BEGIN

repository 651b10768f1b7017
pub mod math;
pub mod sort;
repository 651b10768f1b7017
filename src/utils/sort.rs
use core::mem;

/// LSD radix sort over the column indices of a sparse vector (SoA layout).
/// - Sorts `inds` ascending
/// - Moves `vals` along with their index
/// - Stable: equal indices keep their input order
///
/// Complexity: 4 passes, each O(n + 256)
#[inline]
pub fn radix_sort_by_index<N: Copy>(inds: &mut [u32], vals: &mut [N]) {
    assert_eq!(inds.len(), vals.len(), "index/value length mismatch");
    let n = inds.len();
    if n <= 1 {
        return;
    }

    // 小さい入力は挿入ソートの方が速い
    if n <= 32 {
        insertion_sort_by_index(inds, vals);
        return;
    }

    let mut inds_tmp = inds.to_vec();
    let mut vals_tmp = vals.to_vec();

    let mut src_inds: &mut [u32] = inds;
    let mut src_vals: &mut [N] = vals;
    let mut dst_inds: &mut [u32] = &mut inds_tmp;
    let mut dst_vals: &mut [N] = &mut vals_tmp;

    for shift in [0u32, 8, 16, 24] {
        let mut count = [0usize; 256];
        for &k in src_inds.iter() {
            count[((k >> shift) & 0xFF) as usize] += 1;
        }

        // prefix sum -> start position of every bucket
        let mut sum = 0usize;
        for c in count.iter_mut() {
            let tmp = *c;
            *c = sum;
            sum += tmp;
        }

        for idx in 0..n {
            let k = src_inds[idx];
            let bucket = ((k >> shift) & 0xFF) as usize;
            let pos = count[bucket];
            count[bucket] = pos + 1;
            dst_inds[pos] = k;
            dst_vals[pos] = src_vals[idx];
        }

        mem::swap(&mut src_inds, &mut dst_inds);
        mem::swap(&mut src_vals, &mut dst_vals);
    }
    // 4 passes (even): the sorted data is back in the caller's slices.
}

#[inline]
fn insertion_sort_by_index<N: Copy>(inds: &mut [u32], vals: &mut [N]) {
    for i in 1..inds.len() {
        let mut j = i;
        while j > 0 && inds[j] < inds[j - 1] {
            inds.swap(j, j - 1);
            vals.swap(j, j - 1);
            j -= 1;
        }
    }
}

#[cfg(test)]
mod tests {
    use super::*;

    fn baseline_stable_sort(inds: &[u32], vals: &[f64]) -> (Vec<u32>, Vec<f64>) {
        let mut pairs: Vec<(u32, f64)> = inds.iter().copied().zip(vals.iter().copied()).collect();
        pairs.sort_by_key(|p| p.0);
        pairs.into_iter().unzip()
    }

    /// xorshift32
    struct Rng(u32);
    impl Rng {
        fn next_u32(&mut self) -> u32 {
            let mut x = self.0;
            x ^= x << 13;
            x ^= x >> 17;
            x ^= x << 5;
            self.0 = x;
            x
        }
    }

    #[test]
    fn empty_and_single() {
        let mut inds: Vec<u32> = vec![];
        let mut vals: Vec<f64> = vec![];
        radix_sort_by_index(&mut inds, &mut vals);
        assert!(inds.is_empty());

        let mut inds = vec![42u32];
        let mut vals = vec![0.5];
        radix_sort_by_index(&mut inds, &mut vals);
        assert_eq!(inds, vec![42]);
        assert_eq!(vals, vec![0.5]);
    }

    #[test]
    fn keeps_values_paired_with_their_index() {
        let mut inds = vec![7u32, 1, 5, 0, 3];
        let mut vals = vec![7.0, 1.0, 5.0, 0.0, 3.0];
        radix_sort_by_index(&mut inds, &mut vals);
        assert_eq!(inds, vec![0, 1, 3, 5, 7]);
        assert_eq!(vals, vec![0.0, 1.0, 3.0, 5.0, 7.0]);
    }

    #[test]
    fn matches_stable_baseline_across_sizes() {
        let mut rng = Rng(0x1234_5678);
        for &n in &[2usize, 31, 32, 33, 64, 129, 1024, 5000] {
            let mut inds = Vec::with_capacity(n);
            let mut vals = Vec::with_capacity(n);
            for i in 0..n {
                // duplicates are likely with the mask
                inds.push(rng.next_u32() & 0x00FF_0FFF);
                vals.push(i as f64);
            }
            let (base_k, base_v) = baseline_stable_sort(&inds, &vals);
            radix_sort_by_index(&mut inds, &mut vals);
            assert_eq!(inds, base_k, "keys mismatch at n={n}");
            assert_eq!(vals, base_v, "vals mismatch at n={n}");
        }
    }

    #[test]
    fn extremes() {
        let mut inds = vec![0u32, u32::MAX, 1, u32::MAX - 1, 2];
        let mut vals: Vec<f64> = (0..inds.len()).map(|i| i as f64).collect();
        let (base_k, base_v) = baseline_stable_sort(&inds, &vals);
        radix_sort_by_index(&mut inds, &mut vals);
        assert_eq!(inds, base_k);
        assert_eq!(vals, base_v);
    }
}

END

_WHAT NEEDS TO BE DONE:_
Copy out all of the records, keeping every line identical.

_REPLY TO THE TASK:_
repository 651b10768f1b7017
pub mod math;
pub mod sort;
repository 651b10768f1b7017
filename src/utils/sort.rs
use core::mem;

/// LSD radix sort over the column indices of a sparse vector (SoA layout).
/// - Sorts `inds` ascending
/// - Moves `vals` along with their index
/// - Stable: equal indices keep their input order
///
/// Complexity: 4 passes, each O(n + 256)
#[inline]
pub fn radix_sort_by_index<N: Copy>(inds: &mut [u32], vals: &mut [N]) {
    assert_eq!(inds.len(), vals.len(), "index/value length mismatch");
    let n = inds.len();
    if n <= 1 {
        return;
    }

    // 小さい入力は挿入ソートの方が速い
    if n <= 32 {
        insertion_sort_by_index(inds, vals);
        return;
    }

    let mut inds_tmp = inds.to_vec();
    let mut vals_tmp = vals.to_vec();

    let mut src_inds: &mut [u32] = inds;
    let mut src_vals: &mut [N] = vals;
    let mut dst_inds: &mut [u32] = &mut inds_tmp;
    let mut dst_vals: &mut [N] = &mut vals_tmp;

    for shift in [0u32, 8, 16, 24] {
        let mut count = [0usize; 256];
        for &k in src_inds.iter() {
            count[((k >> shift) & 0xFF) as usize] += 1;
        }

        // prefix sum -> start position of every bucket
        let mut sum = 0usize;
        for c in count.iter_mut() {
            let tmp = *c;
            *c = sum;
            sum += tmp;
        }

        for idx in 0..n {
            let k = src_inds[idx];
            let bucket = ((k >> shift) & 0xFF) as usize;
            let pos = count[bucket];
            count[bucket] = pos + 1;
            dst_inds[pos] = k;
            dst_vals[pos] = src_vals[idx];
        }

        mem::swap(&mut src_inds, &mut dst_inds);
        mem::swap(&mut src_vals, &mut dst_vals);
    }
    // 4 passes (even): the sorted data is back in the caller's slices.
}

#[inline]
fn insertion_sort_by_index<N: Copy>(inds: &mut [u32], vals: &mut [N]) {
    for i in 1..inds.len() {
        let mut j = i;
        while j > 0 && inds[j] < inds[j - 1] {
            inds.swap(j, j - 1);
            vals.swap(j, j - 1);
            j -= 1;
        }
    }
}

#[cfg(test)]
mod tests {
    use super::*;

    fn baseline_stable_sort(inds: &[u32], vals: &[f64]) -> (Vec<u32>, Vec<f64>) {
        let mut pairs: Vec<(u32, f64)> = inds.iter().copied().zip(vals.iter().copied()).collect();
        pairs.sort_by_key(|p| p.0);
        pairs.into_iter().unzip()
    }

    /// xorshift32
    struct Rng(u32);
    impl Rng {
        fn next_u32(&mut self) -> u32 {
            let mut x = self.0;
            x ^= x << 13;
            x ^= x >> 17;
            x ^= x << 5;
            self.0 = x;
            x
        }
    }

    #[test]
    fn empty_and_single() {
        let mut inds: Vec<u32> = vec![];
        let mut vals: Vec<f64> = vec![];
        radix_sort_by_index(&mut inds, &mut vals);
        assert!(inds.is_empty());

        let mut inds = vec![42u32];
        let mut vals = vec![0.5];
        radix_sort_by_index(&mut inds, &mut vals);
        assert_eq!(inds, vec![42]);
        assert_eq!(vals, vec![0.5]);
    }

    #[test]
    fn keeps_values_paired_with_their_index() {
        let mut inds = vec![7u32, 1, 5, 0, 3];
        let mut vals = vec![7.0, 1.0, 5.0, 0.0, 3.0];
        radix_sort_by_index(&mut inds, &mut vals);
        assert_eq!(inds, vec![0, 1, 3, 5, 7]);
        assert_eq!(vals, vec![0.0, 1.0, 3.0, 5.0, 7.0]);
    }

    #[test]
    fn matches_stable_baseline_across_sizes() {
        let mut rng = Rng(0x1234_5678);
        for &n in &[2usize, 31, 32, 33, 64, 129, 1024, 5000] {
            let mut inds = Vec::with_capacity(n);
            let mut vals = Vec::with_capacity(n);
            for i in 0..n {
                // duplicates are likely with the mask
                inds.push(rng.next_u32() & 0x00FF_0FFF);
                vals.push(i as f64);
            }
            let (base_k, base_v) = baseline_stable_sort(&inds, &vals);
            radix_sort_by_index(&mut inds, &mut vals);
            assert_eq!(inds, base_k, "keys mismatch at n={n}");
            assert_eq!(vals, base_v, "vals mismatch at n={n}");
        }
    }

    #[test]
    fn extremes() {
        let mut inds = vec![0u32, u32::MAX, 1, u32::MAX - 1, 2];
        let mut vals: Vec<f64> = (0..inds.len()).map(|i| i as f64).collect();
        let (base_k, base_v) = baseline_stable_sort(&inds, &vals);
        radix_sort_by_index(&mut inds, &mut vals);
        assert_eq!(inds, base_k);
        assert_eq!(vals, base_v);
    }
}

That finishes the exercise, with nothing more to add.